-- Task brief --
Using the data below, return all lines in which "readings" appears.

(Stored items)
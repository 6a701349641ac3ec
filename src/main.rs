//! Host-side helper: `cargo run` checks `static/effects.json`, builds the
//! WASM package into `static/pkg` and serves `static/` locally.
//! `cargo run -- --check <file>` only checks a stack file.

#[cfg(not(target_arch = "wasm32"))]
fn main() {
    use std::process::{Command, Stdio};
    use std::{env, fs, process};

    use backdrop_wasm::EffectStack;

    env_logger::Builder::from_env(env_logger::Env::default().default_filter_or("info")).init();

    let args: Vec<String> = env::args().skip(1).collect();
    let (path, check_only) = match args.as_slice() {
        [flag, path] if flag == "--check" => (path.clone(), true),
        [] => ("static/effects.json".to_string(), false),
        _ => {
            eprintln!("usage: backdrop_wasm [--check <stack.json>]");
            process::exit(2);
        }
    };

    // 1. Validate the effect stack the page will load.
    let text = match fs::read_to_string(&path) {
        Ok(t) => t,
        Err(e) => {
            log::error!("cannot read {path}: {e}");
            process::exit(1);
        }
    };
    let stack = match EffectStack::from_json(&text) {
        Ok(s) => s,
        Err(e) => {
            log::error!("{path}: {e}");
            process::exit(1);
        }
    };
    describe(&stack);
    if check_only {
        return;
    }

    // 2. Build the wasm bundle
    log::info!("building WASM pkg …");
    match Command::new("wasm-pack")
        .args(["build", "--release", "--target", "web", "--out-dir", "static/pkg"])
        .status()
    {
        Ok(st) if st.success() => {}
        Ok(_) => {
            log::error!("wasm-pack finished with errors. Ensure wasm-pack is installed (https://rustwasm.github.io/wasm-pack/).");
            process::exit(1);
        }
        Err(_) => {
            log::warn!("wasm-pack not found in PATH. Skipping wasm build; the site may serve stale artifacts.");
        }
    }

    // 3. Serve `static/` on 8000 until interrupted
    log::info!("serving http://127.0.0.1:8000 …");
    let server = Command::new("python3")
        .args(["-m", "http.server", "8000", "--directory", "static"])
        .stdout(Stdio::null())
        .stderr(Stdio::null())
        .spawn();
    match server {
        Ok(mut child) => {
            if let Err(e) = child.wait() {
                log::error!("http server: {e}");
            }
        }
        Err(e) => {
            log::error!("failed to start http server: {e}");
            process::exit(1);
        }
    }
}

#[cfg(not(target_arch = "wasm32"))]
fn describe(stack: &backdrop_wasm::EffectStack) {
    use backdrop_wasm::config::LayerRole;

    for layer in stack.layers() {
        let role = match &layer.role {
            LayerRole::Background => "background",
            LayerRole::PingPong(_) => "ping-pong",
            LayerRole::MultiProgram => "multi-program",
            LayerRole::MultiPass => "multi-pass",
            LayerRole::Single => "single",
        };
        log::info!(
            "{:<20} {:<14} {:<13} targets={} visible={} animating={}",
            layer.id,
            layer.kind,
            role,
            layer.targets_per_frame(),
            layer.visible,
            layer.animating
        );
    }
    match stack.background() {
        Some(bg) => log::info!("background: {}", bg.id),
        None => log::warn!("no background layer; the chain starts without a texture"),
    }
    log::info!(
        "{} render targets per frame, ping-pong pair: {}",
        stack.targets_per_frame(),
        if stack.has_ping_pong() { "yes" } else { "no" }
    );
}

#[cfg(target_arch = "wasm32")]
fn main() {}
//! Offscreen render targets.

use crate::gpu::Gpu;

/// A texture and the framebuffer that renders into it.
pub struct Target<G: Gpu> {
    pub texture: G::Texture,
    pub framebuffer: G::Framebuffer,
}

fn release<G: Gpu>(gpu: &mut G, target: Target<G>) {
    gpu.delete_texture(target.texture);
    gpu.delete_framebuffer(target.framebuffer);
}

/// Ordered targets, all sized to the drawing surface.
pub struct TargetPool<G: Gpu> {
    targets: Vec<Target<G>>,
}

impl<G: Gpu> Default for TargetPool<G> {
    fn default() -> Self {
        Self {
            targets: Vec::new(),
        }
    }
}

impl<G: Gpu> TargetPool<G> {
    /// Drop every target and allocate `capacity` new ones at `width`x`height`.
    ///
    /// Targets that fail to allocate are logged and left out, so the pool may
    /// come back shorter than asked.
    pub fn resize(&mut self, gpu: &mut G, width: u32, height: u32, capacity: usize) {
        self.clear(gpu);
        if width == 0 || height == 0 {
            return;
        }
        for slot in 0..capacity {
            match gpu.create_target(width, height) {
                Ok((texture, framebuffer)) => self.targets.push(Target {
                    texture,
                    framebuffer,
                }),
                Err(e) => log::error!("render target {slot} unavailable: {e}"),
            }
        }
        log::debug!(
            "render pool: {}/{} targets at {}x{}",
            self.targets.len(),
            capacity,
            width,
            height
        );
    }

    pub fn get(&self, index: usize) -> Option<&Target<G>> {
        self.targets.get(index)
    }

    pub fn len(&self) -> usize {
        self.targets.len()
    }

    pub fn is_empty(&self) -> bool {
        self.targets.is_empty()
    }

    pub fn clear(&mut self, gpu: &mut G) {
        for target in self.targets.drain(..) {
            release(gpu, target);
        }
    }
}

/// Two targets whose read and write roles swap after every simulation step.
pub struct PingPong<G: Gpu> {
    read: Target<G>,
    write: Target<G>,
}

impl<G: Gpu> PingPong<G> {
    pub fn new(gpu: &mut G, width: u32, height: u32) -> Option<Self> {
        let first = match gpu.create_target(width, height) {
            Ok((texture, framebuffer)) => Target {
                texture,
                framebuffer,
            },
            Err(e) => {
                log::error!("ping-pong buffer unavailable: {e}");
                return None;
            }
        };
        match gpu.create_target(width, height) {
            Ok((texture, framebuffer)) => Some(Self {
                read: first,
                write: Target {
                    texture,
                    framebuffer,
                },
            }),
            Err(e) => {
                log::error!("ping-pong buffer unavailable: {e}");
                release(gpu, first);
                None
            }
        }
    }

    pub fn read(&self) -> &Target<G> {
        &self.read
    }

    pub fn write(&self) -> &Target<G> {
        &self.write
    }

    pub fn swap(&mut self) {
        std::mem::swap(&mut self.read, &mut self.write);
    }

    pub fn release(self, gpu: &mut G) {
        release(gpu, self.read);
        release(gpu, self.write);
    }
}
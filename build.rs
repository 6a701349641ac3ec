// Copies the static site shell (page, effect stack, built pkg/) into `dist/`.
use std::path::Path;

use fs_extra::dir::{copy, CopyOptions};

fn main() {
    println!("cargo:rerun-if-changed=static");

    let static_dir = Path::new("static");
    let out_dir = Path::new("dist");
    if !static_dir.exists() {
        return;
    }
    if out_dir.exists() {
        std::fs::remove_dir_all(out_dir).ok();
    }
    if let Err(e) = std::fs::create_dir_all(out_dir) {
        println!("cargo:warning=cannot create dist/: {e}");
        return;
    }

    let options = CopyOptions {
        overwrite: true,
        content_only: true,
        ..CopyOptions::new()
    };
    if let Err(e) = copy(static_dir, out_dir, &options) {
        println!("cargo:warning=copying static/ to dist/ failed: {e}");
    }
}
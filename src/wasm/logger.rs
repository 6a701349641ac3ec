// `log` backend that writes to the browser console.

use log::{Level, LevelFilter, Log, Metadata, Record};
use wasm_bindgen::JsValue;
use web_sys::console;

struct ConsoleLogger;

static LOGGER: ConsoleLogger = ConsoleLogger;

impl Log for ConsoleLogger {
    fn enabled(&self, metadata: &Metadata) -> bool {
        metadata.level() <= log::max_level()
    }

    fn log(&self, record: &Record) {
        if !self.enabled(record.metadata()) {
            return;
        }
        let line = JsValue::from_str(&format!("[{}] {}", record.target(), record.args()));
        match record.level() {
            Level::Error => console::error_1(&line),
            Level::Warn => console::warn_1(&line),
            Level::Info => console::info_1(&line),
            Level::Debug | Level::Trace => console::debug_1(&line),
        }
    }

    fn flush(&self) {}
}

/// Install the console logger. Later calls are ignored.
pub fn init(level: LevelFilter) {
    if log::set_logger(&LOGGER).is_ok() {
        log::set_max_level(level);
    }
}
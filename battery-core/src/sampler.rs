// Battery voltage sampling: N averaged ADC reads, converted and calibrated

use heapless::HistoryBuffer;

use crate::config::BatteryConfig;
use crate::hal::{AdcChannel, AnalogInput, Delay};

/// Number of calibrated readings kept for the diagnostics average
pub const ROLLING_WINDOW: usize = 10;

#[derive(Debug, Clone, Copy, PartialEq, Default)]
pub struct VoltageSample {
    /// Divider-corrected voltage before calibration
    pub raw_volts: f32,
    /// Calibrated battery voltage
    pub volts: f32,
}

impl VoltageSample {
    pub fn is_valid(&self) -> bool {
        self.volts.is_finite() && self.volts > 0.0
    }
}

pub struct VoltageSampler<A, D> {
    adc: A,
    delay: D,
    adc_max: f32,
    reference_voltage: f32,
    divider_ratio: f32,
    sample_count: u8,
    sample_delay_ms: u32,
    calibration_factor: f32,
    charge_detect_threshold: u16,
}

impl<A: AnalogInput, D: Delay> VoltageSampler<A, D> {
    pub fn new(adc: A, delay: D, config: &BatteryConfig) -> Self {
        Self {
            adc,
            delay,
            adc_max: config.adc_max,
            reference_voltage: config.reference_voltage,
            divider_ratio: config.divider_ratio,
            sample_count: config.sample_count,
            sample_delay_ms: config.sample_delay_ms,
            calibration_factor: config.calibration_factor,
            charge_detect_threshold: config.charge_detect_threshold,
        }
    }

    /// Blocks for `sample_count * sample_delay_ms`.
    pub fn sample(&mut self) -> VoltageSample {
        let mut sum: u32 = 0;
        let mut valid: u32 = 0;

        for _ in 0..self.sample_count {
            match self.adc.read_raw(AdcChannel::BatteryVoltage) {
                Ok(count) if count > 0 => {
                    sum += count as u32;
                    valid += 1;
                }
                Ok(_) => {}
                Err(e) => log::warn!("Battery ADC read failed: {:?}", e),
            }
            self.delay.delay_ms(self.sample_delay_ms);
        }

        if valid == 0 {
            return VoltageSample::default();
        }

        let average = sum as f32 / valid as f32;
        let raw_volts = self.counts_to_volts(average);
        VoltageSample {
            raw_volts,
            volts: raw_volts * self.calibration_factor,
        }
    }

    /// Single read of the charger monitor channel against the fixed threshold
    pub fn is_charging(&mut self) -> bool {
        match self.adc.read_raw(AdcChannel::ChargeDetect) {
            Ok(count) => count > self.charge_detect_threshold,
            Err(e) => {
                log::warn!("Charge detect ADC read failed: {:?}", e);
                false
            }
        }
    }

    pub fn calibration_factor(&self) -> f32 {
        self.calibration_factor
    }

    pub fn into_inner(self) -> (A, D) {
        (self.adc, self.delay)
    }

    fn counts_to_volts(&self, counts: f32) -> f32 {
        (counts / self.adc_max) * self.reference_voltage * self.divider_ratio
    }

    #[cfg(test)]
    pub(crate) fn adc_mut(&mut self) -> &mut A {
        &mut self.adc
    }
}

/// Moving average over the last [`ROLLING_WINDOW`] calibrated readings
pub struct RollingAverage {
    history: HistoryBuffer<f32, ROLLING_WINDOW>,
}

impl RollingAverage {
    pub fn new() -> Self {
        Self {
            history: HistoryBuffer::new(),
        }
    }

    pub fn push(&mut self, volts: f32) {
        self.history.write(volts);
    }

    /// Average of the positive readings; zero when there are none
    pub fn average(&self) -> f32 {
        let (sum, count) = self
            .history
            .as_slice()
            .iter()
            .filter(|v| **v > 0.0)
            .fold((0.0f32, 0u32), |(sum, count), v| (sum + v, count + 1));

        if count > 0 {
            sum / count as f32
        } else {
            0.0
        }
    }
}

impl Default for RollingAverage {
    fn default() -> Self {
        Self::new()
    }
}

#[cfg(test)]
mod tests {
    use super::*;
    use crate::sim::{CountingDelay, ScriptedAdc};

    fn counts_for(volts: f32) -> u16 {
        // 3.3V reference, 2:1 divider
        (volts / 6.6 * 4095.0).round() as u16
    }

    #[test]
    fn test_sample_converts_and_calibrates() {
        let mut config = BatteryConfig::default();
        config.calibration_factor = 1.03;
        let adc = ScriptedAdc::new().with_battery_counts(&[2048; 10]);
        let mut sampler = VoltageSampler::new(adc, CountingDelay::default(), &config);

        let sample = sampler.sample();
        let expected_raw = 2048.0 / 4095.0 * 3.3 * 2.0;
        assert!((sample.raw_volts - expected_raw).abs() < 1e-4);
        assert!((sample.volts - expected_raw * 1.03).abs() < 1e-4);
    }

    #[test]
    fn test_sample_averages_reads() {
        let config = BatteryConfig::default();
        let adc = ScriptedAdc::new().with_battery_counts(&[1000, 2000, 1000, 2000, 1000, 2000, 1000, 2000, 1000, 2000]);
        let mut sampler = VoltageSampler::new(adc, CountingDelay::default(), &config);

        let sample = sampler.sample();
        let expected_raw = 1500.0 / 4095.0 * 6.6;
        assert!((sample.raw_volts - expected_raw).abs() < 1e-4);
    }

    #[test]
    fn test_sample_discards_zero_counts() {
        let config = BatteryConfig::default();
        let count = counts_for(3.7);
        let adc = ScriptedAdc::new().with_battery_counts(&[count, 0, count, 0, 0, count, 0, 0, 0, count]);
        let mut sampler = VoltageSampler::new(adc, CountingDelay::default(), &config);

        let sample = sampler.sample();
        let expected_raw = count as f32 / 4095.0 * 6.6;
        assert!((sample.raw_volts - expected_raw).abs() < 1e-4);
    }

    #[test]
    fn test_sample_without_valid_reads_is_zero() {
        let config = BatteryConfig::default();
        let adc = ScriptedAdc::new().with_battery_counts(&[0; 10]);
        let mut sampler = VoltageSampler::new(adc, CountingDelay::default(), &config);

        let sample = sampler.sample();
        assert_eq!(sample, VoltageSample::default());
        assert!(!sample.is_valid());
    }

    #[test]
    fn test_sample_survives_read_errors() {
        let config = BatteryConfig::default();
        let adc = ScriptedAdc::new().with_battery_counts(&[2000; 10]);
        adc.fail_battery_reads(true);
        let mut sampler = VoltageSampler::new(adc, CountingDelay::default(), &config);

        assert_eq!(sampler.sample().volts, 0.0);

        sampler.adc_mut().fail_battery_reads(false);
        assert!(sampler.sample().is_valid());
    }

    #[test]
    fn test_sample_delay_is_bounded() {
        let config = BatteryConfig::default();
        let adc = ScriptedAdc::new().with_battery_counts(&[2000; 10]);
        let delay = CountingDelay::default();
        let mut sampler = VoltageSampler::new(adc, delay, &config);

        sampler.sample();
        assert_eq!(sampler.delay.total_ms, 10 * config.sample_delay_ms as u64);
        assert_eq!(sampler.delay.calls, 10);
    }

    #[test]
    fn test_charge_detect_threshold() {
        let config = BatteryConfig::default();
        let adc = ScriptedAdc::new();
        adc.set_charge_counts(1000);
        let mut sampler = VoltageSampler::new(adc, CountingDelay::default(), &config);
        assert!(!sampler.is_charging());

        sampler.adc_mut().set_charge_counts(1001);
        assert!(sampler.is_charging());
    }

    #[test]
    fn test_charge_detect_error_reads_as_not_charging() {
        let config = BatteryConfig::default();
        let adc = ScriptedAdc::new();
        adc.set_charge_counts(3000);
        adc.fail_charge_reads(true);
        let mut sampler = VoltageSampler::new(adc, CountingDelay::default(), &config);
        assert!(!sampler.is_charging());
    }

    #[test]
    fn test_rolling_average_ignores_non_positive() {
        let mut avg = RollingAverage::new();
        assert_eq!(avg.average(), 0.0);

        avg.push(3.7);
        avg.push(0.0);
        avg.push(3.9);
        assert!((avg.average() - 3.8).abs() < 1e-5);
    }

    #[test]
    fn test_rolling_average_window() {
        let mut avg = RollingAverage::new();
        for _ in 0..ROLLING_WINDOW {
            avg.push(3.0);
        }
        for _ in 0..ROLLING_WINDOW {
            avg.push(4.0);
        }
        assert!((avg.average() - 4.0).abs() < 1e-5);
    }
}
// Calibration factor from a multimeter reading of the battery terminals

use crate::error::CalibrationError;

/// Factor that maps `raw_volts` onto `measured_volts`
pub fn compute_factor(raw_volts: f32, measured_volts: f32) -> Result<f32, CalibrationError> {
    if !(raw_volts.is_finite() && raw_volts > 0.0) {
        return Err(CalibrationError::RawReading(raw_volts));
    }
    if !(measured_volts.is_finite() && measured_volts > 0.0) {
        return Err(CalibrationError::MeasuredVoltage(measured_volts));
    }
    Ok(measured_volts / raw_volts)
}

-- Response --
/// Number of calibrated readings kept for the diagnostics average
/// Moving average over the last [`ROLLING_WINDOW`] calibrated readings
    /// Average of the positive readings; zero when there are none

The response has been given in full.